Below is a block of records. Copy every line in it that contains the word "derived".

Dataset entries:
***
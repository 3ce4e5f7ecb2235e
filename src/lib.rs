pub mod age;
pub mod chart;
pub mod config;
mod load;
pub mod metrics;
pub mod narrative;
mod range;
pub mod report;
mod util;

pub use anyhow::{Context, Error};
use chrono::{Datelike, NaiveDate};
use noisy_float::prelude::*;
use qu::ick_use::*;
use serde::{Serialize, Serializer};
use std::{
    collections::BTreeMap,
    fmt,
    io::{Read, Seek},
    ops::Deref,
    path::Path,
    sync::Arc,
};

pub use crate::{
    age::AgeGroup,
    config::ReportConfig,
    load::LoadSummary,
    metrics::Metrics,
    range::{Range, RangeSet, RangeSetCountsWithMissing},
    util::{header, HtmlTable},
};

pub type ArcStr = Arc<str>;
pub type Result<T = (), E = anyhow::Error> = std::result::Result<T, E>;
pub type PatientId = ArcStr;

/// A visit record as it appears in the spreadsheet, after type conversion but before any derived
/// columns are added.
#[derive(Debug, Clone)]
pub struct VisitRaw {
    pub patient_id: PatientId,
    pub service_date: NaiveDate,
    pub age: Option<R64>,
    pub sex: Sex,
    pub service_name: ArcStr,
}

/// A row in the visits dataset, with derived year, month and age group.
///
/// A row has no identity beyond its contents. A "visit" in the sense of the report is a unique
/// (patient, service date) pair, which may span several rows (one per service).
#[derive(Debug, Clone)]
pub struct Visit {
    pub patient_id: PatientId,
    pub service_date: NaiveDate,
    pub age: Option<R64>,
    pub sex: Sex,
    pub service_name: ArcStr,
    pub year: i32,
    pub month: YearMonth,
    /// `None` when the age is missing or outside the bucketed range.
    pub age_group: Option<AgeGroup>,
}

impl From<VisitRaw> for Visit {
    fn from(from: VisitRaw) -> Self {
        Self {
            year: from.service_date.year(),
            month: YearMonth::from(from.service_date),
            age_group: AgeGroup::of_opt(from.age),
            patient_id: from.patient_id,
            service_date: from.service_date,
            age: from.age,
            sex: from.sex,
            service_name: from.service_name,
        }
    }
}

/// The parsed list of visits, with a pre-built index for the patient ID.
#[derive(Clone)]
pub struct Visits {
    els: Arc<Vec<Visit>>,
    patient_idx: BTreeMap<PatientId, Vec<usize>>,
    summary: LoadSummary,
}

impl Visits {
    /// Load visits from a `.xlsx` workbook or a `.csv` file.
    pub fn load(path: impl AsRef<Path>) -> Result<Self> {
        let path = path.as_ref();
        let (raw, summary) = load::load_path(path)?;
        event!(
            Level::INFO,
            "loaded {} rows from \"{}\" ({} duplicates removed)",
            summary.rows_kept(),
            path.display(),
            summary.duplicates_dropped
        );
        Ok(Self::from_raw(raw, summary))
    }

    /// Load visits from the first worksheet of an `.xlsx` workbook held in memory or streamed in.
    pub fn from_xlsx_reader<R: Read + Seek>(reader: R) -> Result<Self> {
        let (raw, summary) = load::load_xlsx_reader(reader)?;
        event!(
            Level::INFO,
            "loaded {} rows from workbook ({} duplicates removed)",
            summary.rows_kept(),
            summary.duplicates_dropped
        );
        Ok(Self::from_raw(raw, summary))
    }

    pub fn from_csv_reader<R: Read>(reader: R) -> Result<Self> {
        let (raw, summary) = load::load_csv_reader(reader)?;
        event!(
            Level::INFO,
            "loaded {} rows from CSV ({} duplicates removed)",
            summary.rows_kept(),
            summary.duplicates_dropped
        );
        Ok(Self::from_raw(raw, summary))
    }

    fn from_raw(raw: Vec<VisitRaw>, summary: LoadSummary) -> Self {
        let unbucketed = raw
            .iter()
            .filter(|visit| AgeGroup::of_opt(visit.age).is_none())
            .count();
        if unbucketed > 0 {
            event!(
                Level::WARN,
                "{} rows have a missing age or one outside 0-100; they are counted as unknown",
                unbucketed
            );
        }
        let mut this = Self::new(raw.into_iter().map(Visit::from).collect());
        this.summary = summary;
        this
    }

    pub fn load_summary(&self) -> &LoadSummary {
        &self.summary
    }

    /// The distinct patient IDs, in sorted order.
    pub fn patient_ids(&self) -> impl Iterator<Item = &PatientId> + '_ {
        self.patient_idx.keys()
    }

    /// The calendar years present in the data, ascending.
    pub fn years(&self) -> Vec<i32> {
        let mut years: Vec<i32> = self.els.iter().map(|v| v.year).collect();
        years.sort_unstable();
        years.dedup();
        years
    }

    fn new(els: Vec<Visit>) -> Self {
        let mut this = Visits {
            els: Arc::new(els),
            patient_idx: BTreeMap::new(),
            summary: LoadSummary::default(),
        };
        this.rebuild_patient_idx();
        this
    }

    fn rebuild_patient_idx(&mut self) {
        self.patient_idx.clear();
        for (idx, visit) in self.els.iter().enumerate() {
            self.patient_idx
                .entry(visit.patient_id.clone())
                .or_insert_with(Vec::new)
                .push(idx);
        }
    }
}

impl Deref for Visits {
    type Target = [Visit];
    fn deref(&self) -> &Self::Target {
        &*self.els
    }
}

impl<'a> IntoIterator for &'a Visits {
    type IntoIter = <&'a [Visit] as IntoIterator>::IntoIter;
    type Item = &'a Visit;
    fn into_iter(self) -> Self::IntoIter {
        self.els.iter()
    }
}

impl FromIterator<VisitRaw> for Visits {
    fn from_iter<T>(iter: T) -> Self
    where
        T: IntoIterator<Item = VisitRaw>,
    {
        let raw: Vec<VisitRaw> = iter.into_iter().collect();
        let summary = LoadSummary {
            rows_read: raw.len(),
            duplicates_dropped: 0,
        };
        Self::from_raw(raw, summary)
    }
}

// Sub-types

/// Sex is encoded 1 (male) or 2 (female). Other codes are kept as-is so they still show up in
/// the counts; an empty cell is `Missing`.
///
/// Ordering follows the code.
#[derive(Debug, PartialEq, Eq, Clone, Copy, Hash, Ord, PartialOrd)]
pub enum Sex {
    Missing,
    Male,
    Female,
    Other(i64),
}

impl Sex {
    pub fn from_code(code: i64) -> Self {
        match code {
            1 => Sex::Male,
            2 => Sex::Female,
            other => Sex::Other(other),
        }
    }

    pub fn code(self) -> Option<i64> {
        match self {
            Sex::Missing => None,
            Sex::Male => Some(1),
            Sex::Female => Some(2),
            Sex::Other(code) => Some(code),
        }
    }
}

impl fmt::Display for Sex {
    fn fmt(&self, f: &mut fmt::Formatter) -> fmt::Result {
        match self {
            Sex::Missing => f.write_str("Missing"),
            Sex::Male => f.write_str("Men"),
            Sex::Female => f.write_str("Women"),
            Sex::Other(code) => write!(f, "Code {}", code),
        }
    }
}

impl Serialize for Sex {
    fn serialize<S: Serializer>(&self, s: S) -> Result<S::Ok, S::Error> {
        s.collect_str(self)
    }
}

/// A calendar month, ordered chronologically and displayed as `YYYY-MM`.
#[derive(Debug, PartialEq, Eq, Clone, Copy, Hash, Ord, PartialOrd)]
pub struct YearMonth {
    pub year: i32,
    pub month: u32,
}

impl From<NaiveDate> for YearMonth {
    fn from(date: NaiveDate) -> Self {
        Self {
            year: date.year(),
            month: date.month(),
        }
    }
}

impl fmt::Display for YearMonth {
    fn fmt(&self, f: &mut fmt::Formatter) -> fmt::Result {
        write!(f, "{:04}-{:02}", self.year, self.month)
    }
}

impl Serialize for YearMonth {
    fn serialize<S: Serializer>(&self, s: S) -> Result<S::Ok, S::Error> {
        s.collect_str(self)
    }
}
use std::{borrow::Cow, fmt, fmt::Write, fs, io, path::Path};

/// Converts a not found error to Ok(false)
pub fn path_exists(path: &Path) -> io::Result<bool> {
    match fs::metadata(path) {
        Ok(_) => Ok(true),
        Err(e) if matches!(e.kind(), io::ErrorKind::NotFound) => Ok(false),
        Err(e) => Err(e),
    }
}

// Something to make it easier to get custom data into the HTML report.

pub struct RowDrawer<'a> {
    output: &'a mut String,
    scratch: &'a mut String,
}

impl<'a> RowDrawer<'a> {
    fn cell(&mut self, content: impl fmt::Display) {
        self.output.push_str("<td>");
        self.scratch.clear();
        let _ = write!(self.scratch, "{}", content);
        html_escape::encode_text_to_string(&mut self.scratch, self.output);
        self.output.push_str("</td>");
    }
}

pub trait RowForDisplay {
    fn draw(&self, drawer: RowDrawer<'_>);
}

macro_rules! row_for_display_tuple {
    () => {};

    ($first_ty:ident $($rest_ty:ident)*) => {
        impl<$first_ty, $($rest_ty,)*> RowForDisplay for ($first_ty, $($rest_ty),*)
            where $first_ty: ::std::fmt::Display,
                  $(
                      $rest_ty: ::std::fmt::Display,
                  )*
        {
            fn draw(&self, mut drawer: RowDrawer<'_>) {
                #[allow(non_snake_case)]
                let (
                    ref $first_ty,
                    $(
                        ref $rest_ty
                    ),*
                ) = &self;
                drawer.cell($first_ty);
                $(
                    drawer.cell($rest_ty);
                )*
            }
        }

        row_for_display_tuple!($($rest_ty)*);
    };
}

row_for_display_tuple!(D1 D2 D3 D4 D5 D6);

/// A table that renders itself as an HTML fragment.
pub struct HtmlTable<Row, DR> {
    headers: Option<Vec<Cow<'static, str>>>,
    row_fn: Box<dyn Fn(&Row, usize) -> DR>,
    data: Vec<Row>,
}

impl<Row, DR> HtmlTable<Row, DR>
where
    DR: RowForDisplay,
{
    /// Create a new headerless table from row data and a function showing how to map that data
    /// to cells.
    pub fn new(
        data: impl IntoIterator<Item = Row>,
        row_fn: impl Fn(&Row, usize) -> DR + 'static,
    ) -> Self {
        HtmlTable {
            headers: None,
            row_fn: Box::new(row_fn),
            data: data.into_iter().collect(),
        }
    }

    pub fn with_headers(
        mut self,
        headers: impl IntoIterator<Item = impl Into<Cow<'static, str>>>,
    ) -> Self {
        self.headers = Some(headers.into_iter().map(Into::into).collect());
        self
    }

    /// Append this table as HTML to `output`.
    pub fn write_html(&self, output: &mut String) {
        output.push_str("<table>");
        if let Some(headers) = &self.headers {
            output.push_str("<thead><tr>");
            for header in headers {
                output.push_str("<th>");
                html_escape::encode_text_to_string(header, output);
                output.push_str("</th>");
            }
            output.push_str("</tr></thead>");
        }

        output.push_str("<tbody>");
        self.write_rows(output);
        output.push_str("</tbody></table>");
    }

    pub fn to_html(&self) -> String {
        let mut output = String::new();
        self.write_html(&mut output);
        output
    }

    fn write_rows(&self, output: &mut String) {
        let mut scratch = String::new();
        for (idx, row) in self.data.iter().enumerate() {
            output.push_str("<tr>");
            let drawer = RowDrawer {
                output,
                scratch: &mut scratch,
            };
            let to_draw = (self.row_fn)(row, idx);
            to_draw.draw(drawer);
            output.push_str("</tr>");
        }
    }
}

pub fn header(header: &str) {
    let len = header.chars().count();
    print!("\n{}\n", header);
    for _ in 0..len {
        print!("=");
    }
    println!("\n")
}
***
Answer section:
/// A visit record as it appears in the spreadsheet, after type conversion but before any derived
/// A row in the visits dataset, with derived year, month and age group.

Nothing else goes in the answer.